BEGIN MATERIAL FOR THIS TASK

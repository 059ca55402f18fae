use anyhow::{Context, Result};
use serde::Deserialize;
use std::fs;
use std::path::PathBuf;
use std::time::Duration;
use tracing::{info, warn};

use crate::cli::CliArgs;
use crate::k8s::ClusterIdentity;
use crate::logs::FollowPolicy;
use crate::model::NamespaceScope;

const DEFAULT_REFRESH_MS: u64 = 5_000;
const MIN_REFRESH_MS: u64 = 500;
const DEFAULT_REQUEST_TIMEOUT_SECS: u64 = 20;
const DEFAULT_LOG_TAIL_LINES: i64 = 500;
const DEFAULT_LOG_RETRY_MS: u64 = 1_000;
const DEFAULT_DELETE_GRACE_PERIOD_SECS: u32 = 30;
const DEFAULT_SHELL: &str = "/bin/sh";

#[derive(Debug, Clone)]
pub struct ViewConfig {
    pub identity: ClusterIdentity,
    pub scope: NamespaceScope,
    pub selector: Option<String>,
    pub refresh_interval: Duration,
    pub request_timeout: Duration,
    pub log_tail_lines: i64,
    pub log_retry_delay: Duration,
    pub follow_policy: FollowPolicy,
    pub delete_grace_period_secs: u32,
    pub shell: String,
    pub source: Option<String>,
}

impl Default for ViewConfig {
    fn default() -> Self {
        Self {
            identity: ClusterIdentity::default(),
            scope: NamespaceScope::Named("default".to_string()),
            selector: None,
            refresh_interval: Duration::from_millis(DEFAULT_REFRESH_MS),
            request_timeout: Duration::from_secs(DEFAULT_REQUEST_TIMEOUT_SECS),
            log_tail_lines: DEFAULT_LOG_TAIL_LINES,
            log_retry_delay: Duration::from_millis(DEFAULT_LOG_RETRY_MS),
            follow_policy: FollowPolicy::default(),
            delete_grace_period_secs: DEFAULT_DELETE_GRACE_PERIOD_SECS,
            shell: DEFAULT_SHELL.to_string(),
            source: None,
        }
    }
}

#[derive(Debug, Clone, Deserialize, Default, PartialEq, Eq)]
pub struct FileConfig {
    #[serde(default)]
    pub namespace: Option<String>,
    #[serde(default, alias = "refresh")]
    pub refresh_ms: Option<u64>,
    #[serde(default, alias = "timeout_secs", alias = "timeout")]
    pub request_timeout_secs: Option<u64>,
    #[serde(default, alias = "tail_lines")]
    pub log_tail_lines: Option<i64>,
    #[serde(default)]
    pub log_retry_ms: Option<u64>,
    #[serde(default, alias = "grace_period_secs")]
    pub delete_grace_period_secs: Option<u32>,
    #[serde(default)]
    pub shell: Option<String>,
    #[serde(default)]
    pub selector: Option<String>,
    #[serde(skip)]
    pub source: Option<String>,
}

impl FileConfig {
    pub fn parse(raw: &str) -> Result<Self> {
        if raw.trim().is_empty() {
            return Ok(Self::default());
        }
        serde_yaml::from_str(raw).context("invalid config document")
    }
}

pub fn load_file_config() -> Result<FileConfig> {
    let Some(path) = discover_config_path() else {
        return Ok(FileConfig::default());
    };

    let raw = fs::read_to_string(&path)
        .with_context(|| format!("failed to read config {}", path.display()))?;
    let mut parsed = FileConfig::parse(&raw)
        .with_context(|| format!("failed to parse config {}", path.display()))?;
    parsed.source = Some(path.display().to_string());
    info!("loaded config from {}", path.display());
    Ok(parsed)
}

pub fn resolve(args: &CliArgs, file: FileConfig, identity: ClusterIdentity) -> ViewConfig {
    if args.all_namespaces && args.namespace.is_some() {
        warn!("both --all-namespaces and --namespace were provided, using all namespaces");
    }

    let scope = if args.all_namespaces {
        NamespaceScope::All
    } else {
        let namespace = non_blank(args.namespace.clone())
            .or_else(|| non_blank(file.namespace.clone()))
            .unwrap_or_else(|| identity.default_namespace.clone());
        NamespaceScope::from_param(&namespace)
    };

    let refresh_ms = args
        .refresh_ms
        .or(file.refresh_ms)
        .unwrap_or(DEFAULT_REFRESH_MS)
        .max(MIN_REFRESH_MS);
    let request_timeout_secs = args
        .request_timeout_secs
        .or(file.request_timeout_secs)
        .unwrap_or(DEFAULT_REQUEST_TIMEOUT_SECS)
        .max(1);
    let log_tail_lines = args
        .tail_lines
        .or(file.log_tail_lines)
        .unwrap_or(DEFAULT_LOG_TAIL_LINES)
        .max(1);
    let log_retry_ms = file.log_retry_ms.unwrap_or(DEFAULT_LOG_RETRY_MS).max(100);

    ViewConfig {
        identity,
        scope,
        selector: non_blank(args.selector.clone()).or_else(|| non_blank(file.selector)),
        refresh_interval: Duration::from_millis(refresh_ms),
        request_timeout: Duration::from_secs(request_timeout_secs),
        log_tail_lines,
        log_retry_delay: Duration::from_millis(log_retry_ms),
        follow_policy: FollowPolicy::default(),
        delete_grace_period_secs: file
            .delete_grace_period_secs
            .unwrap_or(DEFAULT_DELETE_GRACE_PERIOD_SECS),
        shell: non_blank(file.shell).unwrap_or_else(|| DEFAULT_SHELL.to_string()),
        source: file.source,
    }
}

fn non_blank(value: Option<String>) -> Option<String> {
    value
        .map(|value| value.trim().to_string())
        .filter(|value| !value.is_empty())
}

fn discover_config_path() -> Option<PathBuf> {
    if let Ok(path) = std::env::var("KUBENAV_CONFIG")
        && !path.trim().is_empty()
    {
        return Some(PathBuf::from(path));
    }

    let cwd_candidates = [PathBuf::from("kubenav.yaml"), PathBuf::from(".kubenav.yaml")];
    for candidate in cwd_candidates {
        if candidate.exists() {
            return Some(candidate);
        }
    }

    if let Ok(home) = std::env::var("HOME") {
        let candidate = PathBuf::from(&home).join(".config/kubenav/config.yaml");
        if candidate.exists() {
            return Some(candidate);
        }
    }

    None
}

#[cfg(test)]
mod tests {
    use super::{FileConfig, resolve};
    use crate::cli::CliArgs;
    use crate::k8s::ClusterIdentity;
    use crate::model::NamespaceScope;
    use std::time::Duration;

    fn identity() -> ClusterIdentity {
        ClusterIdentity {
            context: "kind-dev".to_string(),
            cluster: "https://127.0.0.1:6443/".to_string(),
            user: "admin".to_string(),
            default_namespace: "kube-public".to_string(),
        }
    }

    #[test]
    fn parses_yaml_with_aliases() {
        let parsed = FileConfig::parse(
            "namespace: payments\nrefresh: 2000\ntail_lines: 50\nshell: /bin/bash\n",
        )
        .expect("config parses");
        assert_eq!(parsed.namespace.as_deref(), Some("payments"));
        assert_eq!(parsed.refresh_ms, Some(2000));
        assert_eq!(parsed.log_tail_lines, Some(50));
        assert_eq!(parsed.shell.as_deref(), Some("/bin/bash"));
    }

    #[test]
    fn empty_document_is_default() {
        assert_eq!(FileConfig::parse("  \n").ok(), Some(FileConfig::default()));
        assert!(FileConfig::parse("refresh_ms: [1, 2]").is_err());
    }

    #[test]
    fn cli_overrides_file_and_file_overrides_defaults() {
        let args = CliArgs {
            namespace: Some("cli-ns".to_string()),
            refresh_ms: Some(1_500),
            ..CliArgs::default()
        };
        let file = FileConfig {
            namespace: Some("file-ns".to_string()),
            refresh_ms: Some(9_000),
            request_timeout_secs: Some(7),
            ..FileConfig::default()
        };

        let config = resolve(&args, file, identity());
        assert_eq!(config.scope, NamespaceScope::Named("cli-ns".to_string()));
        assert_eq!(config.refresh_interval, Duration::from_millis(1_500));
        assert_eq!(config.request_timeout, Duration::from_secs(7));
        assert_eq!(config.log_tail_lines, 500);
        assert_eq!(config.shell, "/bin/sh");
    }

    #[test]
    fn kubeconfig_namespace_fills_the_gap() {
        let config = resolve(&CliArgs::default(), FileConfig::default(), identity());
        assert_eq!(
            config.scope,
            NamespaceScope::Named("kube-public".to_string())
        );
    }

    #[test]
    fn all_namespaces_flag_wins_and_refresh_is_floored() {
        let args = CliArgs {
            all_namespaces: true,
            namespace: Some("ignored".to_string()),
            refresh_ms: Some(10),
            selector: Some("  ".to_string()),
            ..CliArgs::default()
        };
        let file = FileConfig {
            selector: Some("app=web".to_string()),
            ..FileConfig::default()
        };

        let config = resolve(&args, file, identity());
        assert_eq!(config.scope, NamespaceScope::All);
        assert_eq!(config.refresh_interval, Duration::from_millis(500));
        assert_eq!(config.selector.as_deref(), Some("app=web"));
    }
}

END MATERIAL FOR THIS TASK
BEGIN MATERIAL FOR THIS TASK

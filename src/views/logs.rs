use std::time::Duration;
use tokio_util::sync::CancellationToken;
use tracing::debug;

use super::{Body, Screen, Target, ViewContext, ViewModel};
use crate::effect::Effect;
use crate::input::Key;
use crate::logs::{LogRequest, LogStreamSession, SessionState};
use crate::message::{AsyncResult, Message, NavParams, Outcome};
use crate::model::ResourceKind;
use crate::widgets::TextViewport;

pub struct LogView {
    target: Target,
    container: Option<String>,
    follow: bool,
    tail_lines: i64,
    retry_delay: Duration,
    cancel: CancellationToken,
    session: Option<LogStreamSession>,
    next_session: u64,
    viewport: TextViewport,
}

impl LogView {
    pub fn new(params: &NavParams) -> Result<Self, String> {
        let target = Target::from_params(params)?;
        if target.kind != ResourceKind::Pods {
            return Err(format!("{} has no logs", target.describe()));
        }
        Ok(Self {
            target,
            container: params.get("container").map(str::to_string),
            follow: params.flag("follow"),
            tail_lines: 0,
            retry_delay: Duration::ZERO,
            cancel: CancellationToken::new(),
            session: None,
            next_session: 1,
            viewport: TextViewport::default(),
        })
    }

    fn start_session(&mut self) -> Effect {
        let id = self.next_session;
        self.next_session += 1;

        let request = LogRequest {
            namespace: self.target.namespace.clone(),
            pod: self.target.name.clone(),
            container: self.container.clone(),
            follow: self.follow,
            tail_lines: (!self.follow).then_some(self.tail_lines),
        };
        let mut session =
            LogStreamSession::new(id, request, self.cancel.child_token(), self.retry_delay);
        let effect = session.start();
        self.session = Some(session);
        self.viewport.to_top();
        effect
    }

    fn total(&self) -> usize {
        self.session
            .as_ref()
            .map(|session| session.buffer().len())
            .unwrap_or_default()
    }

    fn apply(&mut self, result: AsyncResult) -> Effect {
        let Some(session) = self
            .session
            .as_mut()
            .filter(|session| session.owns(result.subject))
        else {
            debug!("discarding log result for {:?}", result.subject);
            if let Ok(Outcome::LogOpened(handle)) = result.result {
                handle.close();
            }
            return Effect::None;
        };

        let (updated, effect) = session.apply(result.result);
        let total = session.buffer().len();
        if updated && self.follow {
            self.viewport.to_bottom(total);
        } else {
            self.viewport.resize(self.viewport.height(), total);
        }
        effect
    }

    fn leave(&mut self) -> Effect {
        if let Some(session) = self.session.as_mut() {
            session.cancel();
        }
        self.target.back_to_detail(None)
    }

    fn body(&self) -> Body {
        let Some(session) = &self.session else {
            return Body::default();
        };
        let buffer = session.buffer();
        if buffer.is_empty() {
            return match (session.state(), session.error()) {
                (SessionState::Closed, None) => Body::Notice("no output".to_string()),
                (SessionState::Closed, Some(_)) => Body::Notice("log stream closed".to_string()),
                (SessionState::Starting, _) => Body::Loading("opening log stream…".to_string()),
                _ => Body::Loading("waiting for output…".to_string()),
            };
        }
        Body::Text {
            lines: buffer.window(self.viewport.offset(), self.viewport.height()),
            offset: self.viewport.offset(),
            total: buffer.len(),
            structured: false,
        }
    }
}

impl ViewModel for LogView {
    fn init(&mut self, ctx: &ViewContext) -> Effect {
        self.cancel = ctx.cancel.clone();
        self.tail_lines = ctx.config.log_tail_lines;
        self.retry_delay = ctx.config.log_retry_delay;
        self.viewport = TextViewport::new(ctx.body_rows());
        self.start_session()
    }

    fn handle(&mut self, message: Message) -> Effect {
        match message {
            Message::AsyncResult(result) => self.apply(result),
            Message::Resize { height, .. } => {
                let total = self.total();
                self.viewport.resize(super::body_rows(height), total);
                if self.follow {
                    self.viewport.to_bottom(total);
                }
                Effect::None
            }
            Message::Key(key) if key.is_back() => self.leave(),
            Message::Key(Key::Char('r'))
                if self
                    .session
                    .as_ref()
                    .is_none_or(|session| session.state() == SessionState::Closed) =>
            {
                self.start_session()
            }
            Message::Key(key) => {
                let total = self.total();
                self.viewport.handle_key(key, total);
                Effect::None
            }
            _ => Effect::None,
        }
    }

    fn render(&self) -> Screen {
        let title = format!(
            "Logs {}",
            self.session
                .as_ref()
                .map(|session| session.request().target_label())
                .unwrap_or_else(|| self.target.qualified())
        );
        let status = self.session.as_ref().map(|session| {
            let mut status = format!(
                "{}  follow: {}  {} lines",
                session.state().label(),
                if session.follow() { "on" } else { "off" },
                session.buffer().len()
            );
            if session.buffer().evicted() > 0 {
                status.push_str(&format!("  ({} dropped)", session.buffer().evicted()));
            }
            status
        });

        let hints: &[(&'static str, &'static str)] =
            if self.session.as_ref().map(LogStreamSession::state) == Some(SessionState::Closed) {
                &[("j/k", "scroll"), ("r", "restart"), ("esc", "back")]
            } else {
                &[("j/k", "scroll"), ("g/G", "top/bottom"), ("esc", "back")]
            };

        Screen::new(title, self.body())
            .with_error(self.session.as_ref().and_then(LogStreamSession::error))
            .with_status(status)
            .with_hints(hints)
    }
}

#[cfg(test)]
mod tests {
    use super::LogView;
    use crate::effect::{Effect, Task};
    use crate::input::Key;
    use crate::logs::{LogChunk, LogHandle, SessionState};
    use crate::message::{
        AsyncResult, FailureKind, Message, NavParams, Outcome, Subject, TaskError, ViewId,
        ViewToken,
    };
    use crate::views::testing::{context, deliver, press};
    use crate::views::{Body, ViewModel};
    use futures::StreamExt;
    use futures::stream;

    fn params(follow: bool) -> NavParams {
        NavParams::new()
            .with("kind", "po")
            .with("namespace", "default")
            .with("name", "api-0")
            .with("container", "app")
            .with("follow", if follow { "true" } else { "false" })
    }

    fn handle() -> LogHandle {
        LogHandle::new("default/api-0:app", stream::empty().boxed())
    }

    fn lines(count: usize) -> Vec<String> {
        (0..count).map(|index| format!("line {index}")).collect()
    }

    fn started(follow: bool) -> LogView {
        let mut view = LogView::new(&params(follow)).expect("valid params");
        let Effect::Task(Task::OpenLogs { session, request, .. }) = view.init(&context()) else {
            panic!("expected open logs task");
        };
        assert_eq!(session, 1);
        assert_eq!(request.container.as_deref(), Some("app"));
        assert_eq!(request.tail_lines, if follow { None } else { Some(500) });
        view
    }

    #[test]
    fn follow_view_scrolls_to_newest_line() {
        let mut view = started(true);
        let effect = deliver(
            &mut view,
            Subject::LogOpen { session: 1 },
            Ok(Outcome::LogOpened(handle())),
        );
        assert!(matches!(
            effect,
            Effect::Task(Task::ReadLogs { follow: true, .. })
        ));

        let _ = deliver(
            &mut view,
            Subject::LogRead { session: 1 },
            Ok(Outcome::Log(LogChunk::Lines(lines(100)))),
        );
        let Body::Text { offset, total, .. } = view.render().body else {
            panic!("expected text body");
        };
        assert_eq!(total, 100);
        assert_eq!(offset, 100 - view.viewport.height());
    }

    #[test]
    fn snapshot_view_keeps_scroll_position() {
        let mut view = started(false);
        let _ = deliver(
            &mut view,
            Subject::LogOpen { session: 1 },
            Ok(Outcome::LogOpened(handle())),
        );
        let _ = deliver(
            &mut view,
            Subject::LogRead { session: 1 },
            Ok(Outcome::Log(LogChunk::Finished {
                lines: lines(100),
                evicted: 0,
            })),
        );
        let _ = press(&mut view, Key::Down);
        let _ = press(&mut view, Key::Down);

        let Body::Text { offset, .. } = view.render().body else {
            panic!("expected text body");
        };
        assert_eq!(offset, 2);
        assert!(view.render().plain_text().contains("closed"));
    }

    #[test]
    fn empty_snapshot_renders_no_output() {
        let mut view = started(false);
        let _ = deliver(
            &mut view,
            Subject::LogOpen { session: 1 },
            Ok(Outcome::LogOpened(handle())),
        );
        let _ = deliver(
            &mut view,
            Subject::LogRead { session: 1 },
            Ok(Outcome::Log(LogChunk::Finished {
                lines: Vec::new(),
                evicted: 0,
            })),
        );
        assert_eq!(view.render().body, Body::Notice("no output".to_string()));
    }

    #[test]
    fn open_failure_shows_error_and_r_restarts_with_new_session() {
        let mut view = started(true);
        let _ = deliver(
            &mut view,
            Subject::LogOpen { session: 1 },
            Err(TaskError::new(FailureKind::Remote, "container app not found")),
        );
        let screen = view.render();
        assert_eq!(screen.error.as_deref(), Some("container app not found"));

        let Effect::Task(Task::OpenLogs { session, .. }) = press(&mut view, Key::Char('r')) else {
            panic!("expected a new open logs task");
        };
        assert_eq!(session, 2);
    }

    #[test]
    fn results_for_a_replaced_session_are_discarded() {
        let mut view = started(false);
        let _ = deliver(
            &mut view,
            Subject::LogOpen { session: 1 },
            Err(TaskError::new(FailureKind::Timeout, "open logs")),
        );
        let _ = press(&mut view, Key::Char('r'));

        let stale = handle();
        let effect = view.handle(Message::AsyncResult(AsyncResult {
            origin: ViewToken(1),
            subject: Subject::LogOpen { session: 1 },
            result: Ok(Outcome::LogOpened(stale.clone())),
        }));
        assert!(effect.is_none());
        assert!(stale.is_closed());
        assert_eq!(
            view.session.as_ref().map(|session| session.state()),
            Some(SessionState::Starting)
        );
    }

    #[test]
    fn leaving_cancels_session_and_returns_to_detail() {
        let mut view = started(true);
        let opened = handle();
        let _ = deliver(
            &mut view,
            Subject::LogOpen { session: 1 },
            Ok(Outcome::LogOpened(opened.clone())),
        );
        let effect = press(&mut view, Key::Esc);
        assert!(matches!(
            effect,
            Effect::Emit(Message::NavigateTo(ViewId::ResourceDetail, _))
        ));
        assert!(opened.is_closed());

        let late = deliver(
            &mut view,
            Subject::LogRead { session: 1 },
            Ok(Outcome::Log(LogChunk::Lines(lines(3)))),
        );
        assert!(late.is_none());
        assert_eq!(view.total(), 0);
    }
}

END MATERIAL FOR THIS TASK

WHAT IS REQUIRED:
From the entries above, copy every line where the word "bash" shows up.

YOUR SOLUTION:
            "namespace: payments\nrefresh: 2000\ntail_lines: 50\nshell: /bin/bash\n",
        assert_eq!(parsed.shell.as_deref(), Some("/bin/bash"));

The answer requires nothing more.